Lastly, I know I have a tendency toward idealism, but that's why I'm exploring this question, so I can take an informed view of the case.
mazHur
03-08-2009, 03:45 PM
we must not forget Annabel lee, the pretty young wife of Edgar Allan Poe whose memory
shaped Poe's poetry.
Eugenie
03-08-2009, 04:20 PM
Everyone we interact with in life helps shape us. A word here, a word there. I remember nannies and au pairs having said this or that that profoundly influenced me and what I wrote later on. As did teachers, mean or nice, friends, yes even teli.
A walk in the forest influenced me as did a walk in the huge cities.
So , it is such a mix, I cannot say for sure that a wife or husband did all that. Was it a matter of their personality being so much stronger than the poet's that he or she was influenced, was it the upset or joy of the experience, or was it little things that were done or said that set off an explosion inside the mind or heart from similar things all through the years. It is rather a vague question to me.
mazHur
03-08-2009, 04:23 PM
It is not usually wives which lay a heavy impact on a poet's art but it is the affair before
marriage ( or no marriage) which plays its toll!
Eugenie
03-10-2009, 05:08 PM
I think there might be great truth in that. Whatever it ultimately is, I think it is something however miniscule or large that is like a shaft to the heart and senses. Something that awakens something in us the memory either conscious or subconscious that cannot be done away with everafter, like grief or fear or joy or darkness or goodness.
mazHur
03-10-2009, 05:33 PM
I think there might be great truth in that. Whatever it ultimately is, I think it is something however miniscule or large that is like a shaft to the heart and senses. Something that awakens something in us the memory either conscious or subconscious that cannot be done away with everafter, like grief or fear or joy or darkness or goodness.
about women and wives
http://oldpoetry.com/tag/show/Erotica:)
There is an interesting story about the French poet Charles Cros (a symbolist) and the Italian poetess Nina de Villard living in France at that time. She was famous for her salon where many writers and artists used to meet.
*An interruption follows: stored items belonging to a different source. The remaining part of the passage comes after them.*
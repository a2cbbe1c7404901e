//! Typed error codes shared across the catalog store and processors.

use thiserror::Error;

/// Result codes reported by catalog processors. Every processor produces
/// exactly one code per request, on every path.
#[derive(Clone, Copy, Debug, PartialEq, Eq, Error)]
pub enum ErrorCode {
    /// The catalog partition changed leader; the caller should retry against
    /// the new leader.
    #[error("leader changed")]
    LeaderChanged,
    /// A key or named entity was not found.
    #[error("not found")]
    NotFound,
    /// Replication or engine IO failure.
    #[error("store failure")]
    StoreFailure,
    /// An outbound admin RPC failed.
    #[error("rpc failure")]
    RpcFailure,
    /// A schema alteration would break an existing index.
    #[error("index conflict")]
    Conflict,
    /// The named entity (or an identical index) already exists.
    #[error("existed")]
    Existed,
    #[error("index not found")]
    IndexNotFound,
    #[error("tag not found")]
    TagNotFound,
    #[error("edge not found")]
    EdgeNotFound,
    /// The request is malformed (empty contexts, empty yield list, ...).
    #[error("invalid operation")]
    InvalidOperation,
    /// A backup cannot start while an index rebuild is running.
    #[error("backup rejected: index rebuild running")]
    BackupBuildingIndex,
    /// At least one storage host refused to block writes.
    #[error("block write failure")]
    BlockWriteFailure,
    /// No active hosts of the required role.
    #[error("no hosts")]
    NoHosts,
    /// The backup request resolved to an empty space set.
    #[error("backup space not found")]
    BackupSpaceNotFound,
    /// Exporting the catalog families failed.
    #[error("backup failure")]
    BackupFailure,
}

/// Errors surfaced by the replicated KV store.
#[derive(Clone, Debug, PartialEq, Eq, Error)]
pub enum StoreError {
    #[error("leader changed")]
    LeaderChanged,
    #[error("key not found")]
    KeyNotFound,
    #[error("store failure: {0}")]
    StoreFailure(String),
}

impl StoreError {
    pub fn failure(msg: impl Into<String>) -> Self {
        StoreError::StoreFailure(msg.into())
    }
}

impl From<StoreError> for ErrorCode {
    fn from(err: StoreError) -> Self {
        match err {
            StoreError::LeaderChanged => ErrorCode::LeaderChanged,
            StoreError::KeyNotFound => ErrorCode::NotFound,
            StoreError::StoreFailure(_) => ErrorCode::StoreFailure,
        }
    }
}
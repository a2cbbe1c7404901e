//! Multi-host backup coordination.
//!
//! A backup stages an `INVALID` snapshot record, blocks writes on every
//! participating storage host, checkpoints each of them, exports the catalog
//! families, unblocks, and only then commits the record as `VALID`. The
//! `INVALID` record is written as its own committed batch so a coordinator
//! crash anywhere in between leaves an observable recovery marker for the
//! garbage-collection pass.

use std::collections::{BTreeMap, BTreeSet, HashMap, HashSet};
use std::path::PathBuf;

use tracing::{error, info, warn};

use vela_common::schema::{SpaceDesc, REBUILD_RUNNING};
use vela_common::{
    ErrorCode, HostAddr, SignType, SnapshotStatus, SpaceId, DEFAULT_PART_ID, DEFAULT_SPACE_ID,
};

use crate::admin::AdminClient;
use crate::keys;
use crate::locks::LockName;
use crate::processor::{now_ms, MetaResult, Processor};

/// One host's checkpoint directory for one space.
#[derive(Clone, Debug, PartialEq, Eq)]
pub struct CheckpointInfo {
    pub host: HostAddr,
    pub dir: String,
}

#[derive(Clone, Debug)]
pub struct SpaceBackupInfo {
    pub space: SpaceDesc,
    pub cp_dirs: Vec<CheckpointInfo>,
}

/// Reply of a successful backup.
#[derive(Clone, Debug)]
pub struct BackupMeta {
    pub backup_name: String,
    pub meta_files: Vec<PathBuf>,
    pub backup_info: HashMap<SpaceId, SpaceBackupInfo>,
    pub hosts: Vec<HostAddr>,
}

#[derive(Clone, Debug, Default)]
pub struct CreateBackupReq {
    /// Space names to back up; `None` means every space.
    pub spaces: Option<Vec<String>>,
}

/// Drives checkpoint, drop and write-blocking broadcasts for one backup,
/// scoped to a space set.
pub struct Snapshot<'a> {
    proc: &'a Processor,
    client: &'a dyn AdminClient,
    spaces: HashSet<SpaceId>,
}

impl<'a> Snapshot<'a> {
    pub fn new(proc: &'a Processor, client: &'a dyn AdminClient) -> Self {
        Self {
            proc,
            client,
            spaces: HashSet::new(),
        }
    }

    pub fn set_spaces(&mut self, spaces: HashSet<SpaceId>) {
        self.spaces = spaces;
    }

    /// Request a named checkpoint from every (space, host) pair.
    pub async fn create_checkpoints(
        &self,
        name: &str,
    ) -> MetaResult<HashMap<SpaceId, Vec<CheckpointInfo>>> {
        let spaces_hosts = self.spaces_hosts()?;
        let mut info: HashMap<SpaceId, Vec<CheckpointInfo>> = HashMap::new();
        for (space, hosts) in spaces_hosts {
            for host in hosts {
                let dir = self
                    .client
                    .create_snapshot(space, name, &host)
                    .await
                    .map_err(|err| {
                        error!(space, host = %host, error = %err, "checkpoint create failed");
                        ErrorCode::RpcFailure
                    })?;
                info.entry(space).or_default().push(CheckpointInfo { host, dir });
            }
        }
        Ok(info)
    }

    /// Drop a named checkpoint on the given hosts. Failures are logged and
    /// skipped so one unreachable host cannot wedge cleanup.
    pub async fn drop_checkpoints(&self, name: &str, hosts: &[HostAddr]) -> MetaResult<()> {
        let spaces_hosts = self.spaces_hosts()?;
        for (space, space_hosts) in spaces_hosts {
            for host in space_hosts {
                if !hosts.contains(&host) {
                    continue;
                }
                if let Err(err) = self.client.drop_snapshot(space, name, &host).await {
                    error!(
                        checkpoint = %name,
                        host = %host,
                        error = %err,
                        "failed to drop checkpoint"
                    );
                }
            }
        }
        Ok(())
    }

    /// Broadcast a write-blocking sign to every (space, host) pair. On a
    /// rejected `BlockOn` the broadcast stops early; `BlockOff` is always
    /// best-effort across all hosts.
    pub async fn blocking_writes(&self, sign: SignType) -> MetaResult<()> {
        let spaces_hosts = self.spaces_hosts()?;
        let mut ret = Ok(());
        'spaces: for (space, hosts) in spaces_hosts {
            for host in hosts {
                info!(space, host = %host, sign = ?sign, "sending write-blocking sign");
                if let Err(err) = self.client.blocking_writes(space, sign, &host).await {
                    error!(space, host = %host, error = %err, "blocking sign failed");
                    ret = Err(ErrorCode::BlockWriteFailure);
                    if sign == SignType::BlockOn {
                        break 'spaces;
                    }
                }
            }
        }
        ret
    }

    /// Partition hosts per space, restricted to the coordinator's scope.
    fn spaces_hosts(&self) -> MetaResult<BTreeMap<SpaceId, BTreeSet<HostAddr>>> {
        // Every failure except a leader change degrades to a store failure.
        let mut iter = self
            .proc
            .do_prefix(&keys::all_parts_prefix())
            .map_err(|code| {
                if code == ErrorCode::LeaderChanged {
                    code
                } else {
                    ErrorCode::StoreFailure
                }
            })?;
        let mut out: BTreeMap<SpaceId, BTreeSet<HostAddr>> = BTreeMap::new();
        while iter.valid() {
            let space =
                keys::parse_part_key_space_id(iter.key()).map_err(|_| ErrorCode::StoreFailure)?;
            if !self.spaces.is_empty() && !self.spaces.contains(&space) {
                iter.next();
                continue;
            }
            let hosts = keys::parse_part_val(iter.val()).map_err(|_| ErrorCode::StoreFailure)?;
            out.entry(space).or_default().extend(hosts);
            iter.next();
        }
        Ok(out)
    }
}

/// Any index rebuild in flight forbids a backup.
fn is_index_rebuilding(proc: &Processor) -> MetaResult<bool> {
    let mut iter = proc.do_prefix(&keys::rebuild_index_status_prefix())?;
    while iter.valid() {
        if iter.val() == REBUILD_RUNNING {
            return Ok(true);
        }
        iter.next();
    }
    Ok(false)
}

/// Resolve the backup scope to space ids: the named spaces, or all of them.
fn space_names_to_ids(proc: &Processor, names: Option<&[String]>) -> MetaResult<HashSet<SpaceId>> {
    let mut spaces = HashSet::new();
    match names {
        Some(names) => {
            let lookup_keys: Vec<Vec<u8>> =
                names.iter().map(|name| keys::index_space_key(name)).collect();
            let values = proc.do_multi_get(&lookup_keys)?;
            for (name, value) in names.iter().zip(values) {
                match value {
                    Some(raw) => {
                        spaces.insert(
                            keys::parse_id_val(&raw).map_err(|_| ErrorCode::StoreFailure)?,
                        );
                    }
                    None => warn!(space = %name, "backup skips unknown space"),
                }
            }
        }
        None => {
            let mut iter = proc.do_prefix(&keys::space_prefix())?;
            while iter.valid() {
                spaces.insert(
                    keys::parse_space_key_id(iter.key()).map_err(|_| ErrorCode::StoreFailure)?,
                );
                iter.next();
            }
        }
    }
    if spaces.is_empty() {
        error!("no spaces to back up");
        return Err(ErrorCode::BackupSpaceNotFound);
    }
    Ok(spaces)
}

/// Export the catalog families relevant to `spaces` as record files.
fn backup_catalog_tables(
    proc: &Processor,
    spaces: &HashSet<SpaceId>,
    backup_name: &str,
) -> MetaResult<Vec<PathBuf>> {
    let in_scope = |key: &[u8]| -> bool {
        if key.len() < 5 {
            return false;
        }
        let mut raw = [0u8; 4];
        raw.copy_from_slice(&key[1..5]);
        spaces.contains(&i32::from_le_bytes(raw))
    };

    let mut files = Vec::new();
    let space_scoped = [
        keys::TAG_SPACE,
        keys::TAG_PART,
        keys::TAG_TAG,
        keys::TAG_TAG_NAME,
        keys::TAG_EDGE,
        keys::TAG_EDGE_NAME,
        keys::TAG_INDEX,
        keys::TAG_INDEX_NAME,
    ];
    for tag in space_scoped {
        let dump = proc
            .store()
            .backup_table(backup_name, &[tag], Some(&in_scope))
            .map_err(|err| {
                error!(family = tag, error = %err, "catalog family export failed");
                ErrorCode::BackupFailure
            })?;
        files.extend(dump);
    }
    // Name indexes of spaces key by name, and hosts are global: dump whole.
    for tag in [keys::TAG_SPACE_NAME, keys::TAG_HOST] {
        let dump = proc
            .store()
            .backup_table(backup_name, &[tag], None)
            .map_err(|err| {
                error!(family = tag, error = %err, "catalog family export failed");
                ErrorCode::BackupFailure
            })?;
        files.extend(dump);
    }
    Ok(files)
}

/// The backup protocol. See the module docs for the step ordering and the
/// crash-recovery contract.
pub async fn create_backup(
    proc: &Processor,
    client: &dyn AdminClient,
    req: CreateBackupReq,
) -> MetaResult<BackupMeta> {
    // Only the catalog leader may coordinate a backup.
    if !proc.store().is_leader(DEFAULT_SPACE_ID, DEFAULT_PART_ID) {
        return Err(ErrorCode::LeaderChanged);
    }

    {
        let _space_guard = proc.locks().read(LockName::Space).await;
        if is_index_rebuilding(proc)? {
            error!("index rebuild running, backup rejected");
            return Err(ErrorCode::BackupBuildingIndex);
        }
    }

    // Exclusive across all snapshot/backup operations from here on.
    let _snapshot_guard = proc.locks().write(LockName::Snapshot).await;

    let hosts = crate::hosts::active_hosts(proc)?;
    if hosts.is_empty() {
        error!("no active hosts for backup");
        return Err(ErrorCode::NoHosts);
    }

    let spaces = {
        let _space_guard = proc.locks().read(LockName::Space).await;
        space_names_to_ids(proc, req.spaces.as_deref())?
    };

    let backup_name = format!("BACKUP_{}", now_ms());

    // Stage the recovery anchor before anything touches a storage host.
    proc.do_sync_put(vec![(
        keys::snapshot_key(&backup_name),
        keys::snapshot_val(SnapshotStatus::Invalid, &keys::join_hosts(&hosts)),
    )])
    .await?;

    let mut snapshot = Snapshot::new(proc, client);
    snapshot.set_spaces(spaces.clone());

    if let Err(code) = snapshot.blocking_writes(SignType::BlockOn).await {
        error!("write blocking rejected, compensating with unblock");
        if snapshot.blocking_writes(SignType::BlockOff).await.is_err() {
            error!("cancel write blocking failed");
        }
        return Err(code);
    }

    let checkpoints = match snapshot.create_checkpoints(&backup_name).await {
        Ok(info) => info,
        Err(code) => {
            error!("checkpoint creation failed, compensating with unblock");
            if snapshot.blocking_writes(SignType::BlockOff).await.is_err() {
                error!("cancel write blocking failed");
            }
            return Err(code);
        }
    };

    let meta_files = backup_catalog_tables(proc, &spaces, &backup_name)?;

    if let Err(code) = snapshot.blocking_writes(SignType::BlockOff).await {
        // The checkpoints stand; the stuck block is reported to the caller
        // and lifted by the storage hosts' own watchdog.
        error!("cancel write blocking failed after checkpointing");
        return Err(code);
    }

    // The backup becomes durable only with this overwrite.
    proc.do_sync_put(vec![(
        keys::snapshot_key(&backup_name),
        keys::snapshot_val(SnapshotStatus::Valid, &keys::join_hosts(&hosts)),
    )])
    .await?;

    let mut backup_info = HashMap::new();
    for space in &spaces {
        let raw = proc.do_get(&keys::space_key(*space))?;
        let desc = keys::parse_space_val(&raw).map_err(|_| ErrorCode::StoreFailure)?;
        backup_info.insert(
            *space,
            SpaceBackupInfo {
                space: desc,
                cp_dirs: checkpoints.get(space).cloned().unwrap_or_default(),
            },
        );
    }

    info!(backup = %backup_name, files = meta_files.len(), "backup done");
    Ok(BackupMeta {
        backup_name,
        meta_files,
        backup_info,
        hosts,
    })
}

/// Remove a backup record and its per-host checkpoints.
pub async fn drop_backup(
    proc: &Processor,
    client: &dyn AdminClient,
    name: &str,
) -> MetaResult<()> {
    let _snapshot_guard = proc.locks().write(LockName::Snapshot).await;

    let raw = proc.do_get(&keys::snapshot_key(name))?;
    let (_status, hosts_raw) =
        keys::parse_snapshot_val(&raw).map_err(|_| ErrorCode::StoreFailure)?;
    let hosts = keys::split_hosts(&hosts_raw).map_err(|_| ErrorCode::StoreFailure)?;

    let snapshot = Snapshot::new(proc, client);
    snapshot.drop_checkpoints(name, &hosts).await?;
    proc.do_sync_multi_remove_and_update(vec![keys::snapshot_key(name)])
        .await?;
    info!(backup = %name, "dropped backup");
    Ok(())
}

/// Recovery pass for coordinator crashes: every `INVALID` snapshot record is
/// deleted together with its dangling checkpoints. Returns how many records
/// were collected.
pub async fn gc_stale_snapshots(proc: &Processor, client: &dyn AdminClient) -> MetaResult<usize> {
    let _snapshot_guard = proc.locks().write(LockName::Snapshot).await;

    let mut stale = Vec::new();
    {
        let mut iter = proc.do_prefix(&keys::snapshot_prefix())?;
        while iter.valid() {
            let (status, hosts_raw) =
                keys::parse_snapshot_val(iter.val()).map_err(|_| ErrorCode::StoreFailure)?;
            if status == SnapshotStatus::Invalid {
                let name =
                    keys::parse_snapshot_name(iter.key()).map_err(|_| ErrorCode::StoreFailure)?;
                let hosts =
                    keys::split_hosts(&hosts_raw).map_err(|_| ErrorCode::StoreFailure)?;
                stale.push((name, hosts));
            }
            iter.next();
        }
    }

    if stale.is_empty() {
        return Ok(0);
    }

    let snapshot = Snapshot::new(proc, client);
    let mut doomed_keys = Vec::with_capacity(stale.len());
    for (name, hosts) in &stale {
        warn!(snapshot = %name, "collecting stale snapshot");
        snapshot.drop_checkpoints(name, hosts).await?;
        doomed_keys.push(keys::snapshot_key(name));
    }
    proc.do_sync_multi_remove_and_update(doomed_keys).await?;
    Ok(stale.len())
}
He was in love with her and she was in love with him, but when he proposed to her, she got so mad that she broke their relationship. Later on, he married another woman, but was always in love with Nina.
cacian
09-05-2014, 05:00 AM
There is an interesting story about the French poet Charles Cros (a symbolist) and the Italian poetess Nina de Villard living in France at that time. She was famous for her salon where many writers and artists used to meet. He was in love with her and she was in love with him, but when he proposed to her, she got so mad that she broke their relationship. Later on, he married another woman, but was always in love with Nina.
that is a devastating story.
I guess he should not have married if he was in love with someone else.
cacian
09-05-2014, 05:01 AM
It is not usually wives which lay a heavy impact on a poet's art but it is the affair before
marriage ( or no marriage) which plays its toll!
are you suggesting poetry is lustreous?
that is a devastating story.
I guess he should not have married if he was in love with someone else.
I think that she was weird to refuse his marriage proposal since she was also in love with him.
tonywalt
09-06-2014, 08:14 PM
Bukowski wrote quite a bit about his girlfriends - not so much his wife.